But she didn’t want to be fine or good; she wanted to be successful. She wanted a business that could sustain her for the rest of her life. She wanted profits and the confidence she’d built over the past five years.

So with a goodbye to Dad, she headed for the house and Kenzie’s book of pictures.

* * *

“WHAT’SALLTHATABOUT?”

Dell frowned at the group of giggling women in front of Mia’s stand. This was definitely not the norm. Especially for a forty-degree drizzly Saturday morning. But there were at least ten women with umbrellas and rain boots surrounding Pruitt Farms’ stand, and the laughter kept building.

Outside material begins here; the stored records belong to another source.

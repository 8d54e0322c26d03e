//! Contact validation rules.
//!
//! # Responsibility
//! - Check identity, email, phone and length invariants before writes.
//!
//! # Invariants
//! - Checks run in a fixed order and stop at the first failure.
//! - Pure: no I/O, no shared mutable state.
//! - (email, phone) uniqueness is a storage concern and is not checked here.

use crate::model::contact::{
    ContactEntity, ADDRESS_MAX_LEN, COMPANY_MAX_LEN, EMAIL_MAX_LEN, FIRST_NAME_MAX_LEN,
    LAST_NAME_MAX_LEN, NOTE_MAX_LEN, PHONE_NUMBER_MAX_LEN,
};
use once_cell::sync::Lazy;
use regex::Regex;
use std::error::Error;
use std::fmt::{Display, Formatter};

const MIN_IDENTITY_LEN: usize = 2;

static EMAIL_RE: Lazy<Regex> = Lazy::new(|| {
    Regex::new(r"^[A-Za-z0-9._%+-]+@[A-Za-z0-9.-]+\.[A-Za-z]{2,}$").expect("valid email regex")
});
static PHONE_RE: Lazy<Regex> =
    Lazy::new(|| Regex::new(r"^\+?[0-9 ]{7,15}$").expect("valid phone regex"));

/// First invariant violated by a contact record.
#[derive(Debug, Clone, PartialEq, Eq)]
pub enum ContactValidationError {
    /// Neither a first/last name pair nor a company name is present.
    MissingIdentity,
    InvalidEmail(String),
    InvalidPhoneNumber(String),
    FieldTooLong {
        field: &'static str,
        max: usize,
        actual: usize,
    },
}

impl Display for ContactValidationError {
    fn fmt(&self, f: &mut Formatter<'_>) -> std::fmt::Result {
        match self {
            Self::MissingIdentity => write!(
                f,
                "contact requires firstName and lastName (min {MIN_IDENTITY_LEN} chars each) or company (min {MIN_IDENTITY_LEN} chars)"
            ),
            Self::InvalidEmail(value) => write!(f, "invalid email address: `{value}`"),
            Self::InvalidPhoneNumber(value) => write!(f, "invalid phone number: `{value}`"),
            Self::FieldTooLong { field, max, actual } => {
                write!(f, "{field} exceeds max length {max} (got {actual})")
            }
        }
    }
}

impl Error for ContactValidationError {}

impl ContactEntity {
    /// Validates this record; see [`validate_contact`].
    pub fn validate(&self) -> Result<(), ContactValidationError> {
        validate_contact(self)
    }
}

/// Validates one contact record before persistence.
///
/// Order: identity, email shape, phone shape, field lengths.
pub fn validate_contact(contact: &ContactEntity) -> Result<(), ContactValidationError> {
    if !has_identity(contact) {
        return Err(ContactValidationError::MissingIdentity);
    }
    if !contact.email.is_empty() && !is_valid_email(&contact.email) {
        return Err(ContactValidationError::InvalidEmail(contact.email.clone()));
    }
    if !contact.phone_number.is_empty() && !is_valid_phone_number(&contact.phone_number) {
        return Err(ContactValidationError::InvalidPhoneNumber(
            contact.phone_number.clone(),
        ));
    }

    check_len("firstName", &contact.first_name, FIRST_NAME_MAX_LEN)?;
    check_len("lastName", &contact.last_name, LAST_NAME_MAX_LEN)?;
    check_len("company", &contact.company, COMPANY_MAX_LEN)?;
    check_len("email", &contact.email, EMAIL_MAX_LEN)?;
    check_len("phoneNumber", &contact.phone_number, PHONE_NUMBER_MAX_LEN)?;
    check_len("address", &contact.address, ADDRESS_MAX_LEN)?;
    check_len("note", &contact.note, NOTE_MAX_LEN)?;

    Ok(())
}

/// Returns whether `value` has the `local@domain.tld` shape.
pub fn is_valid_email(value: &str) -> bool {
    EMAIL_RE.is_match(value)
}

/// Returns whether `value` is 7-15 digits/spaces with an optional leading `+`.
pub fn is_valid_phone_number(value: &str) -> bool {
    PHONE_RE.is_match(value)
}

fn has_identity(contact: &ContactEntity) -> bool {
    let person = char_len(&contact.first_name) >= MIN_IDENTITY_LEN
        && char_len(&contact.last_name) >= MIN_IDENTITY_LEN;
    person || char_len(&contact.company) >= MIN_IDENTITY_LEN
}

fn check_len(field: &'static str, value: &str, max: usize) -> Result<(), ContactValidationError> {
    let actual = char_len(value);
    if actual > max {
        return Err(ContactValidationError::FieldTooLong { field, max, actual });
    }
    Ok(())
}

fn char_len(value: &str) -> usize {
    value.chars().count()
}
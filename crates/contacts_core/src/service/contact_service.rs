//! Contact use-case service.
//!
//! # Responsibility
//! - Orchestrate mapper, validator, predicate compiler and repository for
//!   list/query/get/create/update/patch/delete.
//! - Translate repository failures into the client/fault error contract.
//!
//! # Invariants
//! - Every write is validated before it reaches the repository.
//! - Update and patch keep the stored identity; payload ids are ignored.
//! - Storage failure details are logged, never returned to callers.
//! - Result sets never exceed `MAX_RESULT_LIMIT` rows.

use crate::mapper::{to_external, to_external_all, to_internal};
use crate::model::contact::{Contact, ContactEntity, ContactId};
use crate::model::patch::{ContactPatch, PatchError, PatchOperation};
use crate::model::validation::ContactValidationError;
use crate::query::{compile, CompileError};
use crate::repo::contact_repo::{ContactRepository, RepoError};
use log::{error, info, warn};
use std::error::Error;
use std::fmt::{Display, Formatter};

/// Hard ceiling for list/query result sizes.
pub const MAX_RESULT_LIMIT: u32 = 500;

pub type ServiceResult<T> = Result<T, ServiceError>;

/// Outcome contract returned to transport adapters.
#[derive(Debug, Clone, PartialEq, Eq)]
pub enum ServiceError {
    /// Malformed request input (e.g. an unusable change-set).
    InvalidArgument(String),
    Validation(ContactValidationError),
    Compile(CompileError),
    NotFound(ContactId),
    /// Write rejected by storage uniqueness rules.
    Conflict(String),
    /// Unexpected storage or internal failure; safe to retry.
    Fault(String),
}

impl ServiceError {
    /// Whether the caller must change its input before retrying.
    pub fn is_client_error(&self) -> bool {
        !matches!(self, Self::Fault(_))
    }

    pub fn is_retryable(&self) -> bool {
        matches!(self, Self::Fault(_))
    }

    /// Stable machine-readable error code.
    pub fn code(&self) -> &'static str {
        match self {
            Self::InvalidArgument(_) => "invalid_argument",
            Self::Validation(_) => "validation_failed",
            Self::Compile(_) => "invalid_query",
            Self::NotFound(_) => "not_found",
            Self::Conflict(_) => "conflict",
            Self::Fault(_) => "internal_fault",
        }
    }
}

impl Display for ServiceError {
    fn fmt(&self, f: &mut Formatter<'_>) -> std::fmt::Result {
        match self {
            Self::InvalidArgument(message) => write!(f, "invalid argument: {message}"),
            Self::Validation(err) => write!(f, "validation failed: {err}"),
            Self::Compile(err) => write!(f, "invalid query: {err}"),
            Self::NotFound(id) => write!(f, "contact not found: {id}"),
            Self::Conflict(message) => write!(f, "conflict: {message}"),
            Self::Fault(message) => write!(f, "internal fault: {message}"),
        }
    }
}

impl Error for ServiceError {
    fn source(&self) -> Option<&(dyn Error + 'static)> {
        match self {
            Self::Validation(err) => Some(err),
            Self::Compile(err) => Some(err),
            _ => None,
        }
    }
}

impl From<ContactValidationError> for ServiceError {
    fn from(value: ContactValidationError) -> Self {
        Self::Validation(value)
    }
}

impl From<CompileError> for ServiceError {
    fn from(value: CompileError) -> Self {
        Self::Compile(value)
    }
}

impl From<PatchError> for ServiceError {
    fn from(value: PatchError) -> Self {
        Self::InvalidArgument(value.to_string())
    }
}

/// Contact service facade over a repository implementation.
pub struct ContactService<R: ContactRepository> {
    repo: R,
}

impl<R: ContactRepository> ContactService<R> {
    pub fn new(repo: R) -> Self {
        Self { repo }
    }

    pub fn repository(&self) -> &R {
        &self.repo
    }

    /// Lists contacts in store order, at most `limit` (clamped to 1..=500).
    pub fn list(&self, limit: Option<u32>) -> ServiceResult<Vec<Contact>> {
        let applied_limit = normalize_limit(limit);
        let contacts = self
            .repo
            .get_all(applied_limit)
            .map_err(|err| repo_failure("contact_list", err))?;
        info!(
            "event=contact_list module=service status=ok limit={} count={}",
            applied_limit,
            contacts.len()
        );
        Ok(to_external_all(&contacts))
    }

    /// Lists contacts matching a filter expression.
    pub fn query(&self, expression: &str, limit: Option<u32>) -> ServiceResult<Vec<Contact>> {
        let applied_limit = normalize_limit(limit);
        let predicate = compile(expression).map_err(|err| {
            warn!(
                "event=contact_query module=service status=rejected error_code=invalid_query error={}",
                err
            );
            ServiceError::from(err)
        })?;
        let contacts = self
            .repo
            .scan(&predicate, applied_limit)
            .map_err(|err| repo_failure("contact_query", err))?;
        info!(
            "event=contact_query module=service status=ok limit={} count={}",
            applied_limit,
            contacts.len()
        );
        Ok(to_external_all(&contacts))
    }

    pub fn get(&self, id: ContactId) -> ServiceResult<Contact> {
        let entity = self
            .repo
            .get_by_id(id)
            .map_err(|err| repo_failure("contact_get", err))?
            .ok_or(ServiceError::NotFound(id))?;
        Ok(to_external(&entity))
    }

    /// Validates and stores a new contact; any payload id is ignored.
    pub fn create(&self, contact: &Contact) -> ServiceResult<Contact> {
        let entity = to_internal(contact, None);
        entity.validate()?;

        let stored = self
            .repo
            .insert(&entity)
            .map_err(|err| repo_failure("contact_create", err))?;
        info!(
            "event=contact_create module=service status=ok id={}",
            stored.id
        );
        Ok(to_external(&stored))
    }

    /// Replaces all content fields of an existing contact.
    pub fn update(&self, id: ContactId, contact: &Contact) -> ServiceResult<Contact> {
        let existing = self.load_existing(id, "contact_update")?;
        let entity = to_internal(contact, Some(&existing));
        entity.validate()?;

        self.repo
            .update(&entity)
            .map_err(|err| repo_failure("contact_update", err))?;
        info!("event=contact_update module=service status=ok id={id}");
        Ok(to_external(&entity))
    }

    /// Merges only the fields present in `patch` into an existing contact.
    pub fn patch(&self, id: ContactId, patch: &ContactPatch) -> ServiceResult<Contact> {
        let existing = self.load_existing(id, "contact_patch")?;
        let mut merged = to_external(&existing);
        patch.apply_to(&mut merged);
        let entity = to_internal(&merged, Some(&existing));
        entity.validate()?;

        self.repo
            .update(&entity)
            .map_err(|err| repo_failure("contact_patch", err))?;
        info!("event=contact_patch module=service status=ok id={id}");
        Ok(to_external(&entity))
    }

    /// Applies JSON-patch operations; malformed operations are `InvalidArgument`.
    pub fn patch_operations(
        &self,
        id: ContactId,
        operations: &[PatchOperation],
    ) -> ServiceResult<Contact> {
        let patch = ContactPatch::from_operations(operations)?;
        self.patch(id, &patch)
    }

    pub fn delete(&self, id: ContactId) -> ServiceResult<()> {
        self.load_existing(id, "contact_delete")?;
        self.repo
            .delete(id)
            .map_err(|err| repo_failure("contact_delete", err))?;
        info!("event=contact_delete module=service status=ok id={id}");
        Ok(())
    }

    fn load_existing(
        &self,
        id: ContactId,
        event: &'static str,
    ) -> ServiceResult<ContactEntity> {
        self.repo
            .get_by_id(id)
            .map_err(|err| repo_failure(event, err))?
            .ok_or(ServiceError::NotFound(id))
    }
}

/// Clamps a requested result size to `1..=MAX_RESULT_LIMIT`.
pub fn normalize_limit(limit: Option<u32>) -> u32 {
    limit.unwrap_or(MAX_RESULT_LIMIT).clamp(1, MAX_RESULT_LIMIT)
}

fn repo_failure(event: &'static str, err: RepoError) -> ServiceError {
    match err {
        RepoError::NotFound(id) => ServiceError::NotFound(id),
        RepoError::Conflict(message) => {
            warn!("event={event} module=service status=rejected error_code=conflict");
            ServiceError::Conflict(message)
        }
        other => {
            error!(
                "event={event} module=service status=error error_code=repo_failure error={}",
                other
            );
            ServiceError::Fault("storage operation failed".to_string())
        }
    }
}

“Sneak over and check it out.”

Charlie rolled his eyes. “Yeah, I’m sure there’s a lot of cutthroat sabotage at the farmers’ market. She stole the secret patent to grow broccoli. Oh. Wait.”

“Bite me.” Dell pushed Charlie away from the truck. “Stop being useless for once and find out what that’s all about.”

“I’m not useless. I only waste my Saturday mornings here to keep Mom off my back about karmic payment and family support and blah, blah, blah.”

“Yeah, well, do some supporting.” Dell shoved Charlie again. With a long, belabored sigh, Charlie walked over to the Pruitt side of the aisle.

A couple stopped by Dell’s booth, obviously new to the market. Dell chatted them up, trying to keep his head in the game instead of across the aisle.

The couple left with some radishes and Charlie meandered back to their stand. He looked as if he fit more in with the customers in his dark jeans, sweater and some kind of loafer shoes. His brother, the yuppie.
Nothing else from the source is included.